INSTRUCTIONS FOR THE TASK » Using the entries below, copy out all lines where "maximum" is found.

(Items listed in a dataset)
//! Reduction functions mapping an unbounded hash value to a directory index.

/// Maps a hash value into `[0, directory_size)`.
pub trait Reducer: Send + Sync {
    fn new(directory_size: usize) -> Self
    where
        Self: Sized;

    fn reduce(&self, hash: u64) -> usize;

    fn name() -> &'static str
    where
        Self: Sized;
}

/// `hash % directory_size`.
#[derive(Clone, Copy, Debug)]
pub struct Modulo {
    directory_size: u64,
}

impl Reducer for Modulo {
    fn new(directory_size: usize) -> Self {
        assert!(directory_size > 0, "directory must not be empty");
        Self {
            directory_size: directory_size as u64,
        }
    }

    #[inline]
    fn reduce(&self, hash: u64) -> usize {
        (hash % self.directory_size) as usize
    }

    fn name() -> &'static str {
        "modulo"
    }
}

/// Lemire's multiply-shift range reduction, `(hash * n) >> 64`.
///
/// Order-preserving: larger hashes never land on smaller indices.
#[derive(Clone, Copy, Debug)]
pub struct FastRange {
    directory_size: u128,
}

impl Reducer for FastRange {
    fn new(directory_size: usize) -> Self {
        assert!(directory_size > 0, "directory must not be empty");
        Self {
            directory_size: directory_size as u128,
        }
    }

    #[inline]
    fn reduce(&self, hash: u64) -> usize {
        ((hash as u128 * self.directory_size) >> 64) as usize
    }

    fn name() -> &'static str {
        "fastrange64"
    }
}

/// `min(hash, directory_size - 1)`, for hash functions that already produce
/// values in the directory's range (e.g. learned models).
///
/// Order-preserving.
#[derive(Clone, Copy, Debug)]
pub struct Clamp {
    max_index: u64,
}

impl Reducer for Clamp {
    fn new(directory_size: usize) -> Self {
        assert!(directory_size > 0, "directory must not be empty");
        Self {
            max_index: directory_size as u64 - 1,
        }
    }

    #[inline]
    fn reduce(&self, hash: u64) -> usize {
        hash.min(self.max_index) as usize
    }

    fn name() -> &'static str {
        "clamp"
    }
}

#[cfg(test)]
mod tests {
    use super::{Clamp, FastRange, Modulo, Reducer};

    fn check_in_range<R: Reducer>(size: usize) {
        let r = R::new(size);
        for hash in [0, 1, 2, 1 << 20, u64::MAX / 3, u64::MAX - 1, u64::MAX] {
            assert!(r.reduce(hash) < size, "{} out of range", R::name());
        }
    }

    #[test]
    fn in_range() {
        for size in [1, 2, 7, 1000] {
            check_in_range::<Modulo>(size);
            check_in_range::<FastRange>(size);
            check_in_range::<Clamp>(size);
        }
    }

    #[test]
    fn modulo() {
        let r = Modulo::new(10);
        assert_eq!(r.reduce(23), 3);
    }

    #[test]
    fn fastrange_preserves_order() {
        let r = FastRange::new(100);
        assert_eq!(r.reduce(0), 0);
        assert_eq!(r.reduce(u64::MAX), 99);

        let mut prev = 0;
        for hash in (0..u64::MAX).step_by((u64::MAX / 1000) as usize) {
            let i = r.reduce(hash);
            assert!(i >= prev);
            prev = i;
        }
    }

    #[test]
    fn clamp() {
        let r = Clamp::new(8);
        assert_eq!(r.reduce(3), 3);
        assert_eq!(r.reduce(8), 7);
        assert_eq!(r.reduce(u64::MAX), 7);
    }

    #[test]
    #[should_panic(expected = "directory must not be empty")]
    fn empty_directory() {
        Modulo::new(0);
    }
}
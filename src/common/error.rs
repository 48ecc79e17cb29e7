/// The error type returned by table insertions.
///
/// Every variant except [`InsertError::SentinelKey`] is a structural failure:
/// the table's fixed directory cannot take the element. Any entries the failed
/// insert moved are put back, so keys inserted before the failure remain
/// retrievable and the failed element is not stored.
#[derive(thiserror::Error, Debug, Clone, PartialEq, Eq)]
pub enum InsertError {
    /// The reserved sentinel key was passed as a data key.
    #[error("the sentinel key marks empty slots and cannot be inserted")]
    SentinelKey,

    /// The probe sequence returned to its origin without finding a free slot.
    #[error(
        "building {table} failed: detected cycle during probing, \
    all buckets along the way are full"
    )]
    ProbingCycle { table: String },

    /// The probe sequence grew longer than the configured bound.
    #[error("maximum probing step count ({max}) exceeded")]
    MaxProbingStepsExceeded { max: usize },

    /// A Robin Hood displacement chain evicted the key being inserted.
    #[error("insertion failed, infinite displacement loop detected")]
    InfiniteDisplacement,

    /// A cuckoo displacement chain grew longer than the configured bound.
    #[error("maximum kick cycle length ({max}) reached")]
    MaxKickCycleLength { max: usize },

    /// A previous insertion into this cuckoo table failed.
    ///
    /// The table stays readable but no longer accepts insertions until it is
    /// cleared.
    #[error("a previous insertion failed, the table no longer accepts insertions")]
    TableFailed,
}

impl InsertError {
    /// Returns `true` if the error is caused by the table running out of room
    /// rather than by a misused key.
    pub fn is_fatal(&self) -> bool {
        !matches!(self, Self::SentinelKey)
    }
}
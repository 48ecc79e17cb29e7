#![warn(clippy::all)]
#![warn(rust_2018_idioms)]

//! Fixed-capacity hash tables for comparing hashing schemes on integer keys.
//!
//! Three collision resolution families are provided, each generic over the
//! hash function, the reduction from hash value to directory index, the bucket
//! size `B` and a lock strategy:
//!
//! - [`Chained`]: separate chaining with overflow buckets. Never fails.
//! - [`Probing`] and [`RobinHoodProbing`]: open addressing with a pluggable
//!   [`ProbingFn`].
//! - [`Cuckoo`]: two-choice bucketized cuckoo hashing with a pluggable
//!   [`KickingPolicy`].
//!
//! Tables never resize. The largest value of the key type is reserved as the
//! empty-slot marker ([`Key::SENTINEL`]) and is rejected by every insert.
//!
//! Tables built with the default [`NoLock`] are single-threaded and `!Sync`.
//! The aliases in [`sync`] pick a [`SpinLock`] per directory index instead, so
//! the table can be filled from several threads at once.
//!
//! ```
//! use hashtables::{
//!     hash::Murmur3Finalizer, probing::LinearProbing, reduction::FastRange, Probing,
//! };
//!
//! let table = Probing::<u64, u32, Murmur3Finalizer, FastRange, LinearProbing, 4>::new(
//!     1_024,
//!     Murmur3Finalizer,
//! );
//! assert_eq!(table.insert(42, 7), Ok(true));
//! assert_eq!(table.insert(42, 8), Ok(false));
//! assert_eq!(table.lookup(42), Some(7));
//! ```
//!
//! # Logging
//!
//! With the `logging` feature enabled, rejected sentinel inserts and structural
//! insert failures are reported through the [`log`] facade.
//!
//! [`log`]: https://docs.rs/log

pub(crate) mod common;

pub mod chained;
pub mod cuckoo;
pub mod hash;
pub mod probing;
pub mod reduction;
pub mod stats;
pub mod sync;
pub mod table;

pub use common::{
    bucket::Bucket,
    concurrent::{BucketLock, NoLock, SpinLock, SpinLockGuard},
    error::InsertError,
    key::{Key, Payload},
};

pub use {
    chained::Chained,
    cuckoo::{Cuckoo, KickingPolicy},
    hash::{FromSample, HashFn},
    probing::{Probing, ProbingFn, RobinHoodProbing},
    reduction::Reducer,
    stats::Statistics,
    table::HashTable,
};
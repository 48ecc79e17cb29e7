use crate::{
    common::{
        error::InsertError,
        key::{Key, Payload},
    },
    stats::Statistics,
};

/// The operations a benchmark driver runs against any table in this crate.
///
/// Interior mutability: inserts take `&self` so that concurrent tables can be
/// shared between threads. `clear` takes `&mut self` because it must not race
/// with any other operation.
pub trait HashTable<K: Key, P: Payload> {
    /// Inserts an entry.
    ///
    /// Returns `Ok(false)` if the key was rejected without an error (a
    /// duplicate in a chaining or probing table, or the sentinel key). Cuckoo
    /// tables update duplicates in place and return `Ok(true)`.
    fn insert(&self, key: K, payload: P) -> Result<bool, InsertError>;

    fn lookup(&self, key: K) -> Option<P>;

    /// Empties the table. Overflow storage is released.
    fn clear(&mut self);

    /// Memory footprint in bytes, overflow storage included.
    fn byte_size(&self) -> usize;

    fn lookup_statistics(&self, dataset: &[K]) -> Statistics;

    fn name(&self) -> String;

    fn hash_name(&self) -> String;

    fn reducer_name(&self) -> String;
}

ANSWER TO THIS PROBLEM »
    #[error("maximum probing step count ({max}) exceeded")]
    #[error("maximum kick cycle length ({max}) reached")]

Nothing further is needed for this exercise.